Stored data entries
————————

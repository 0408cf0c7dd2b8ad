use crate::models::InferenceMode;
use clap::{Parser, Subcommand};
use std::path::PathBuf;
use vision_client::BuildMode;

#[derive(Parser, Debug)]
#[command(name = "vision-demo")]
#[command(
    author,
    version,
    about = "Image-classification demo client for a remote inference API"
)]
#[command(propagate_version = true)]
pub struct Cli {
    /// Configuration file path
    #[arg(short, long, global = true)]
    pub config: Option<PathBuf>,

    /// Inference API base URL
    #[arg(long, global = true, env = "VISION_API_URL")]
    pub api_url: Option<String>,

    /// Build mode: development or production
    #[arg(long, global = true, env = "VISION_BUILD_MODE", value_parser = parse_build_mode)]
    pub build_mode: Option<BuildMode>,

    /// Per-request timeout in seconds
    #[arg(long, global = true)]
    pub timeout: Option<u64>,

    /// Enable verbose logging
    #[arg(short, long, global = true)]
    pub verbose: bool,

    #[command(subcommand)]
    pub command: Commands,
}

#[derive(Subcommand, Debug)]
pub enum Commands {
    /// Check whether the inference service is online and its model loaded
    Health,

    /// Classify an image file or a built-in sample
    Classify {
        /// Image file to upload
        #[arg(required_unless_present = "sample", conflicts_with = "sample")]
        image: Option<PathBuf>,

        /// Built-in sample id (see `samples`)
        #[arg(short, long)]
        sample: Option<String>,

        /// Number of predictions to request (1, 3, 5 or 10)
        #[arg(short = 'k', long, value_parser = parse_top_k)]
        top_k: Option<u32>,

        /// Inference mode preset: fast or deterministic
        #[arg(short, long, value_parser = parse_mode)]
        mode: Option<InferenceMode>,

        /// Show raw probabilities
        #[arg(long)]
        raw: bool,

        /// Host serving the sample images
        #[arg(long)]
        samples_url: Option<String>,
    },

    /// List the built-in sample images
    Samples,

    /// Print the API documentation URL
    Docs,
}

fn parse_mode(s: &str) -> Result<InferenceMode, String> {
    s.parse()
}

fn parse_build_mode(s: &str) -> Result<BuildMode, String> {
    s.parse()
}

fn parse_top_k(s: &str) -> Result<u32, String> {
    let k: u32 = s.parse().map_err(|e| format!("invalid top-k '{s}': {e}"))?;
    if crate::models::TOP_K_CHOICES.contains(&k) {
        Ok(k)
    } else {
        Err(format!(
            "top-k must be one of {:?}",
            crate::models::TOP_K_CHOICES
        ))
    }
}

————————

Every record should be given again without alteration.

repository 0408cf0c7dd2b8ad
use crate::models::InferenceMode;
use clap::{Parser, Subcommand};
use std::path::PathBuf;
use vision_client::BuildMode;

#[derive(Parser, Debug)]
#[command(name = "vision-demo")]
#[command(
    author,
    version,
    about = "Image-classification demo client for a remote inference API"
)]
#[command(propagate_version = true)]
pub struct Cli {
    /// Configuration file path
    #[arg(short, long, global = true)]
    pub config: Option<PathBuf>,

    /// Inference API base URL
    #[arg(long, global = true, env = "VISION_API_URL")]
    pub api_url: Option<String>,

    /// Build mode: development or production
    #[arg(long, global = true, env = "VISION_BUILD_MODE", value_parser = parse_build_mode)]
    pub build_mode: Option<BuildMode>,

    /// Per-request timeout in seconds
    #[arg(long, global = true)]
    pub timeout: Option<u64>,

    /// Enable verbose logging
    #[arg(short, long, global = true)]
    pub verbose: bool,

    #[command(subcommand)]
    pub command: Commands,
}

#[derive(Subcommand, Debug)]
pub enum Commands {
    /// Check whether the inference service is online and its model loaded
    Health,

    /// Classify an image file or a built-in sample
    Classify {
        /// Image file to upload
        #[arg(required_unless_present = "sample", conflicts_with = "sample")]
        image: Option<PathBuf>,

        /// Built-in sample id (see `samples`)
        #[arg(short, long)]
        sample: Option<String>,

        /// Number of predictions to request (1, 3, 5 or 10)
        #[arg(short = 'k', long, value_parser = parse_top_k)]
        top_k: Option<u32>,

        /// Inference mode preset: fast or deterministic
        #[arg(short, long, value_parser = parse_mode)]
        mode: Option<InferenceMode>,

        /// Show raw probabilities
        #[arg(long)]
        raw: bool,

        /// Host serving the sample images
        #[arg(long)]
        samples_url: Option<String>,
    },

    /// List the built-in sample images
    Samples,

    /// Print the API documentation URL
    Docs,
}

fn parse_mode(s: &str) -> Result<InferenceMode, String> {
    s.parse()
}

fn parse_build_mode(s: &str) -> Result<BuildMode, String> {
    s.parse()
}

fn parse_top_k(s: &str) -> Result<u32, String> {
    let k: u32 = s.parse().map_err(|e| format!("invalid top-k '{s}': {e}"))?;
    if crate::models::TOP_K_CHOICES.contains(&k) {
        Ok(k)
    } else {
        Err(format!(
            "top-k must be one of {:?}",
            crate::models::TOP_K_CHOICES
        ))
    }
}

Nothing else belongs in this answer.